SUNY releases enrollment-based Resource Allocation Model

The State University of New York disclosed its Resource Allocation Update that calls for what Vice Chancellor for Financial Services and Chief Financial Officer for SUNY Brian Hutzley called a “fair share” distribution of $787 million in funding.

Hutzley spoke in a conference call to SUNY Student Assembly on Tuesday Nov. 27 during which he shared the reasoning and goals for the model that aims to “ensure SUNY is nimble and able to adapt and excel in the face of a changing educational and fiscal environment,” according to a PowerPoint presented during the call.

According to the model, of the $787 million, the allocations are as follows: $687 million, or 87 percent, is based on enrollment and cost; $63.5 million for research funding; $20.7 million to academic mission adjustments, of which SUNY College of Environmental Science and Forestry and SUNY Maritime College receive for costs of their forestry and ships, respectively; and $15.6 million to geographic differentials, of which seven campuses in the New York City and Long Island, N.Y. area receive for the higher cost of living in their location.

“Basically, and simply, what it’s saying, the more students you have, probably the more money you’re going to get,” Hutzley said.

Geneseo’s Vice President for Administration and Finance Jim Milroy shared Hutzley’s Oct. 25 PowerPoint to students at the Nov. 28 Student Association meeting where he said that the enrollment-based model hurts those institutions, such as Geneseo, that “made the conscious decision not to increase enrollment.”

Milroy said that schools that “care about things like student-to-faculty ratio, class size, full-time faculty, teaching students – you’re negatively impacted by this model.”

The “cost” component of the $687 million, Milroy said, is based on the Cost of Institutional Programs, a study that analyzed the cost of instruction of each sector of the SUNY system: research university centers, such as University of Buffalo; comprehensive colleges, such as Geneseo; and technology colleges, such as SUNY Maritime.

According to Hutzley, “It costs less money to teach an English class than it does an engineering class.
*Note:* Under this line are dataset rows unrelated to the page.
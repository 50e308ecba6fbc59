//! Attribute types
//!
//! One row per `(entity_id, attribute_key)`, value kept as encoded text.

use crate::codec::{AttributeValue, ValueKind};
use crate::{Error, Result};
use chrono::{DateTime, Utc};
use serde::de::DeserializeOwned;
use serde::{Deserialize, Serialize};

/// A live attribute row.
#[derive(Debug, Clone, PartialEq, Serialize, Deserialize)]
pub struct Attribute {
    pub id: String,
    pub entity_id: String,
    pub key: String,
    /// Encoded value, see [`crate::codec`]
    pub value: String,
    pub created_at: DateTime<Utc>,
    pub updated_at: DateTime<Utc>,
}

impl Attribute {
    pub fn new(
        id: impl Into<String>,
        entity_id: impl Into<String>,
        key: impl Into<String>,
        value: &AttributeValue,
    ) -> Self {
        let now = Utc::now();
        Self {
            id: id.into(),
            entity_id: entity_id.into(),
            key: key.into(),
            value: value.encode(),
            created_at: now,
            updated_at: now,
        }
    }

    /// Replace the value and bump `updated_at`
    pub fn set_value(&mut self, value: &AttributeValue) {
        self.value = value.encode();
        self.updated_at = Utc::now();
    }

    /// Decode the stored text as the given kind
    pub fn decode(&self, kind: ValueKind) -> Result<AttributeValue> {
        AttributeValue::decode(kind, &self.value)
    }

    pub fn as_string(&self) -> &str {
        &self.value
    }

    pub fn as_int(&self) -> Result<i64> {
        match self.decode(ValueKind::Int)? {
            AttributeValue::Int(i) => Ok(i),
            other => Err(Error::Codec(format!("expected int, decoded {:?}", other.kind()))),
        }
    }

    pub fn as_float(&self) -> Result<f64> {
        match self.decode(ValueKind::Float)? {
            AttributeValue::Float(f) => Ok(f),
            other => Err(Error::Codec(format!("expected float, decoded {:?}", other.kind()))),
        }
    }

    /// Deserialize a structured (JSON) value
    pub fn as_json<T: DeserializeOwned>(&self) -> Result<T> {
        Ok(serde_json::from_str(&self.value)?)
    }
}

/// Soft-deleted copy of an attribute, kept in the attribute trash table.
#[derive(Debug, Clone, PartialEq, Serialize, Deserialize)]
pub struct AttributeTrash {
    pub id: String,
    pub entity_id: String,
    pub key: String,
    pub value: String,
    pub created_at: DateTime<Utc>,
    pub updated_at: DateTime<Utc>,
    pub deleted_at: DateTime<Utc>,
    pub deleted_by: Option<String>,
}

impl AttributeTrash {
    pub fn from_attribute(attr: &Attribute, deleted_at: DateTime<Utc>, deleted_by: Option<&str>) -> Self {
        Self {
            id: attr.id.clone(),
            entity_id: attr.entity_id.clone(),
            key: attr.key.clone(),
            value: attr.value.clone(),
            created_at: attr.created_at,
            updated_at: attr.updated_at,
            deleted_at,
            deleted_by: deleted_by.map(str::to_string),
        }
    }
}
We factor that in.”

College Provost and Vice President of Academic Affairs Carol Long said that, while the model is “not irrational, it does drive to a mean. Other than the fact that you have a little more equipment in physics … I’m not sure that that’s a good principle on which to base funding models.”
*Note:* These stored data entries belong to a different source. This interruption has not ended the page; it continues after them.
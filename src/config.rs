use crate::Result;
use serde::{Deserialize, Serialize};
use std::path::Path;

/// Construction-time settings, loadable from TOML.
///
/// ```toml
/// entity_table = "cms_entity"
/// attribute_table = "cms_attribute"
/// auto_migrate = true
/// ```
#[derive(Debug, Clone, Serialize, Deserialize, Default, PartialEq, Eq)]
pub struct StoreConfig {
    pub entity_table: String,
    pub attribute_table: String,
    #[serde(default)]
    pub auto_migrate: bool,
    #[serde(default)]
    pub verbose: bool,
}

impl StoreConfig {
    pub fn new(entity_table: impl Into<String>, attribute_table: impl Into<String>) -> Self {
        Self {
            entity_table: entity_table.into(),
            attribute_table: attribute_table.into(),
            ..Default::default()
        }
    }
}

pub fn parse_config(contents: &str) -> Result<StoreConfig> {
    Ok(toml::from_str(contents)?)
}

pub fn load_config(path: &Path) -> Result<StoreConfig> {
    let contents = std::fs::read_to_string(path)?;
    parse_config(&contents)
}

#[cfg(test)]
mod tests {
    use super::*;

    #[test]
    fn test_parse_defaults() {
        let config = parse_config(
            r#"
            entity_table = "cms_entity"
            attribute_table = "cms_attribute"
            "#,
        )
        .unwrap();
        assert_eq!(config, StoreConfig::new("cms_entity", "cms_attribute"));
        assert!(!config.auto_migrate);
        assert!(!config.verbose);
    }

    #[test]
    fn test_missing_table_is_parse_error() {
        assert!(parse_config(r#"entity_table = "cms_entity""#).is_err());
    }

    #[test]
    fn test_load_from_file() {
        let dir = tempfile::tempdir().unwrap();
        let path = dir.path().join("entitystore.toml");
        std::fs::write(
            &path,
            "entity_table = \"e\"\nattribute_table = \"a\"\nauto_migrate = true\nverbose = true\n",
        )
        .unwrap();

        let config = load_config(&path).unwrap();
        assert!(config.auto_migrate);
        assert!(config.verbose);
        assert!(load_config(&dir.path().join("missing.toml")).is_err());
    }
}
The main principles of the model, Hutzley said, include the optimization of limited resources, strategic goals, acknowledgement of campus differences and predictable and useful long-term planning. Hutzley said that SUNY is in the “best position” that it has ever been for planning for its future “after 64 years of dealing with irrational tuition, irrational cuts, irrational budgeting.”
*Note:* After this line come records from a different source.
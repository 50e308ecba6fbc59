//! Dialect-aware statement rendering
//!
//! Fixed statements are rendered once when the store is built; statements
//! whose shape depends on arguments (listing, IN-lists) are rendered per call.
//! Parameters are always numbered in the order they are bound.

use super::schema::TableNames;
use crate::dialect::Dialect;
use crate::entity::{EntityQuery, OrderBy};

pub(crate) const ENTITY_COLUMNS: &[&str] = &[
    "id",
    "entity_status",
    "entity_type",
    "entity_handle",
    "created_at",
    "updated_at",
];

pub(crate) const ATTRIBUTE_COLUMNS: &[&str] = &[
    "id",
    "entity_id",
    "attribute_key",
    "attribute_value",
    "created_at",
    "updated_at",
];

const TRASH_COLUMNS: &[&str] = &["deleted_at", "deleted_by"];

/// Ids bound per IN-list; stays well under every supported backend's
/// parameter limit (SQLite allows 32766).
pub(crate) const ID_BATCH: usize = 500;

/// Escape character used in LIKE patterns
pub(crate) const LIKE_ESCAPE: char = '!';

/// Escape LIKE wildcards so `search` matches literally
pub(crate) fn like_contains(search: &str) -> String {
    let mut pattern = String::with_capacity(search.len() + 2);
    pattern.push('%');
    for c in search.chars() {
        if matches!(c, '%' | '_' | LIKE_ESCAPE) {
            pattern.push(LIKE_ESCAPE);
        }
        pattern.push(c);
    }
    pattern.push('%');
    pattern
}

#[derive(Debug, Clone)]
pub(crate) struct Statements {
    dialect: Dialect,
    entity_table: String,
    entity_columns: String,

    pub insert_entity: String,
    pub select_entity_by_id: String,
    pub select_entity_by_handle: String,
    pub update_entity: String,
    pub delete_entity: String,
    pub count_entities: String,
    pub find_entity_id_by_attribute: String,
    pub list_entity_ids_by_attribute: String,

    pub insert_attribute: String,
    pub select_attribute: String,
    pub update_attribute: String,
    pub list_attributes: String,
    pub delete_attributes: String,

    pub insert_entity_trash: String,
    pub insert_attribute_trash: String,
    pub list_entity_trash: String,
    pub list_attribute_trash: String,
}

impl Statements {
    pub fn new(dialect: Dialect, tables: &TableNames) -> Self {
        let q = |ident: &str| dialect.quote(ident);
        let p = |n: usize| dialect.placeholder(n);
        let columns = |cols: &[&str]| cols.iter().map(|&c| q(c)).collect::<Vec<_>>().join(", ");
        let assignments = |cols: &[&str]| {
            cols.iter()
                .enumerate()
                .map(|(i, &c)| format!("{} = {}", q(c), p(i + 1)))
                .collect::<Vec<_>>()
                .join(", ")
        };
        let insert = |table: &str, cols: &[&str]| {
            format!(
                "INSERT INTO {} ({}) VALUES ({})",
                q(table),
                columns(cols),
                dialect.placeholders(1, cols.len())
            )
        };

        let entity = q(&tables.entity);
        let attribute = q(&tables.attribute);
        let entity_columns = columns(ENTITY_COLUMNS);
        let attribute_columns = columns(ATTRIBUTE_COLUMNS);
        let trash_entity_columns = [ENTITY_COLUMNS, TRASH_COLUMNS].concat();
        let trash_attribute_columns = [ATTRIBUTE_COLUMNS, TRASH_COLUMNS].concat();

        let attribute_join = format!(
            "FROM {attribute} a INNER JOIN {entity} e ON a.{} = e.{} \
             WHERE e.{} = {} AND a.{} = {} AND a.{} = {}",
            q("entity_id"),
            q("id"),
            q("entity_type"),
            p(1),
            q("attribute_key"),
            p(2),
            q("attribute_value"),
            p(3),
        );

        Self {
            insert_entity: insert(&tables.entity, ENTITY_COLUMNS),
            select_entity_by_id: format!(
                "SELECT {entity_columns} FROM {entity} WHERE {} = {}",
                q("id"),
                p(1)
            ),
            select_entity_by_handle: format!(
                "SELECT {entity_columns} FROM {entity} WHERE {} = {} AND {} = {} ORDER BY {} ASC{}",
                q("entity_type"),
                p(1),
                q("entity_handle"),
                p(2),
                q("id"),
                dialect.limit_offset(Some(1), 0)
            ),
            update_entity: format!(
                "UPDATE {entity} SET {} WHERE {} = {}",
                assignments(&ENTITY_COLUMNS[1..]),
                q("id"),
                p(ENTITY_COLUMNS.len())
            ),
            delete_entity: format!("DELETE FROM {entity} WHERE {} = {}", q("id"), p(1)),
            count_entities: format!(
                "SELECT COUNT(*) FROM {entity} WHERE {} = {}",
                q("entity_type"),
                p(1)
            ),
            find_entity_id_by_attribute: format!(
                "SELECT a.{} {attribute_join} ORDER BY a.{} ASC{}",
                q("entity_id"),
                q("entity_id"),
                dialect.limit_offset(Some(1), 0)
            ),
            list_entity_ids_by_attribute: format!(
                "SELECT DISTINCT a.{} {attribute_join} ORDER BY a.{} ASC",
                q("entity_id"),
                q("entity_id")
            ),

            insert_attribute: insert(&tables.attribute, ATTRIBUTE_COLUMNS),
            select_attribute: format!(
                "SELECT {attribute_columns} FROM {attribute} WHERE {} = {} AND {} = {} ORDER BY {} ASC{}",
                q("entity_id"),
                p(1),
                q("attribute_key"),
                p(2),
                q("id"),
                dialect.limit_offset(Some(1), 0)
            ),
            update_attribute: format!(
                "UPDATE {attribute} SET {} WHERE {} = {}",
                assignments(&ATTRIBUTE_COLUMNS[1..]),
                q("id"),
                p(ATTRIBUTE_COLUMNS.len())
            ),
            list_attributes: format!(
                "SELECT {attribute_columns} FROM {attribute} WHERE {} = {} ORDER BY {} ASC",
                q("entity_id"),
                p(1),
                q("attribute_key")
            ),
            delete_attributes: format!(
                "DELETE FROM {attribute} WHERE {} = {}",
                q("entity_id"),
                p(1)
            ),

            insert_entity_trash: insert(&tables.entity_trash, trash_entity_columns.as_slice()),
            insert_attribute_trash: insert(&tables.attribute_trash, trash_attribute_columns.as_slice()),
            list_entity_trash: format!(
                "SELECT {} FROM {} WHERE {} = {} ORDER BY {} ASC",
                columns(trash_entity_columns.as_slice()),
                q(&tables.entity_trash),
                q("id"),
                p(1),
                q("deleted_at")
            ),
            list_attribute_trash: format!(
                "SELECT {} FROM {} WHERE {} = {} ORDER BY {} ASC, {} ASC",
                columns(trash_attribute_columns.as_slice()),
                q(&tables.attribute_trash),
                q("entity_id"),
                p(1),
                q("deleted_at"),
                q("attribute_key")
            ),

            dialect,
            entity_table: entity,
            entity_columns,
        }
    }

    /// Entities whose id is one of `count` bound ids, ordered by id
    pub fn select_entities_by_ids(&self, count: usize) -> String {
        format!(
            "SELECT {} FROM {} WHERE {} IN ({}) ORDER BY {} ASC",
            self.entity_columns,
            self.entity_table,
            self.dialect.quote("id"),
            self.dialect.placeholders(1, count),
            self.dialect.quote("id")
        )
    }

    /// Listing statement. Binds the type, then (with a search) the LIKE
    /// pattern and the exact id.
    pub fn list_entities(&self, query: &EntityQuery) -> String {
        let q = |ident: &str| self.dialect.quote(ident);

        let mut sql = format!(
            "SELECT {} FROM {} WHERE {} = {}",
            self.entity_columns,
            self.entity_table,
            q("entity_type"),
            self.dialect.placeholder(1)
        );

        if query.search.is_some() {
            sql.push_str(&format!(
                " AND ({} LIKE {} ESCAPE '{}' OR {} = {})",
                q("entity_handle"),
                self.dialect.placeholder(2),
                LIKE_ESCAPE,
                q("id"),
                self.dialect.placeholder(3)
            ));
        }

        sql.push_str(&format!(
            " ORDER BY {} {}",
            q(query.order_by.column()),
            query.sort.as_sql()
        ));
        if query.order_by != OrderBy::Id {
            sql.push_str(&format!(", {} ASC", q("id")));
        }

        let limit = query.limit.filter(|&n| n > 0);
        sql.push_str(&self.dialect.limit_offset(limit, query.offset));
        sql
    }
}

#[cfg(test)]
mod tests {
    use super::*;
    use crate::entity::SortOrder;

    fn statements(dialect: Dialect) -> Statements {
        Statements::new(dialect, &TableNames::new("cms_entity", "cms_attribute").unwrap())
    }

    #[test]
    fn test_sqlite_insert_entity() {
        let s = statements(Dialect::Sqlite);
        assert_eq!(
            s.insert_entity,
            "INSERT INTO \"cms_entity\" (\"id\", \"entity_status\", \"entity_type\", \"entity_handle\", \"created_at\", \"updated_at\") VALUES (?1, ?2, ?3, ?4, ?5, ?6)"
        );
    }

    #[test]
    fn test_postgres_update_binds_id_last() {
        let s = statements(Dialect::Postgres);
        assert_eq!(
            s.update_attribute,
            "UPDATE \"cms_attribute\" SET \"entity_id\" = $1, \"attribute_key\" = $2, \"attribute_value\" = $3, \"created_at\" = $4, \"updated_at\" = $5 WHERE \"id\" = $6"
        );
    }

    #[test]
    fn test_mysql_statements_are_unquoted() {
        let s = statements(Dialect::MySql);
        assert_eq!(s.delete_attributes, "DELETE FROM cms_attribute WHERE entity_id = ?");
        assert_eq!(s.count_entities, "SELECT COUNT(*) FROM cms_entity WHERE entity_type = ?");
        assert!(s.insert_entity_trash.starts_with("INSERT INTO cms_entity_trash ("));
        assert!(s.insert_entity_trash.ends_with("VALUES (?, ?, ?, ?, ?, ?, ?, ?)"));
    }

    #[test]
    fn test_attribute_lookup_orders_by_entity_id() {
        let s = statements(Dialect::Sqlite);
        assert!(s.find_entity_id_by_attribute.contains("INNER JOIN \"cms_entity\" e"));
        assert!(s.find_entity_id_by_attribute.ends_with("ORDER BY a.\"entity_id\" ASC LIMIT 1 OFFSET 0"));
    }

    #[test]
    fn test_in_list_placeholders() {
        let s = statements(Dialect::Postgres);
        assert!(s.select_entities_by_ids(3).contains("\"id\" IN ($1, $2, $3)"));
    }

    #[test]
    fn test_list_zero_limit_is_unbounded() {
        let s = statements(Dialect::Sqlite);
        let mut query = EntityQuery::new("post");
        query.limit = Some(0);
        assert!(s.list_entities(&query).ends_with("ORDER BY \"id\" ASC"));
    }

    #[test]
    fn test_list_defaults_to_id_ascending() {
        let s = statements(Dialect::Sqlite);
        let sql = s.list_entities(&EntityQuery::new("post").offset(10).limit(5));
        assert!(sql.ends_with("WHERE \"entity_type\" = ?1 ORDER BY \"id\" ASC LIMIT 5 OFFSET 10"));
    }

    #[test]
    fn test_list_with_search_and_secondary_order() {
        let s = statements(Dialect::Postgres);
        let query = EntityQuery::new("post")
            .search("hello")
            .order_by(OrderBy::CreatedAt, SortOrder::Desc);
        let sql = s.list_entities(&query);
        assert!(sql.contains("\"entity_handle\" LIKE $2 ESCAPE '!' OR \"id\" = $3"));
        assert!(sql.ends_with("ORDER BY \"created_at\" DESC, \"id\" ASC"));
    }

    #[test]
    fn test_like_pattern_escapes_wildcards() {
        assert_eq!(like_contains("50%_off!"), "%50!%!_off!!%");
        assert_eq!(like_contains(""), "%%");
    }
}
According to Hutzley, the new model allows SUNY to utilize the “stable funding” of both the rational tuition policy and the maintenance of effort provision, the latter of which prevents the state of New York from tapping into tuition funds.

“There’s not enough money to go around from the state to pay for your education,” Hutzley said, adding that in the history of SUNY, every tuition increase before rational tuition was followed by a cut in the budget “so the students were paying more and there was less money on campus.”

“We’re trying to match the students, their tuition and the state support,” Hutzley said, asserting that, with the combination of tuition and state support, “We can actually show every campus, fairly accurately, what their outlook will be” from the model.

However, under rational tuition, Milroy said, tuition will increase incrementally, and state support is “going to go away based on the fact that it’s an enrollment model, and our enrollment doesn’t grow.”

Further, Milroy said, the model does not take into account the tuition assistance program, which he said lowers the funding that SUNY schools receive from tuition.

“Not all of those dollars you’re paying are going to the benefits of enhancing your education,” Milroy said.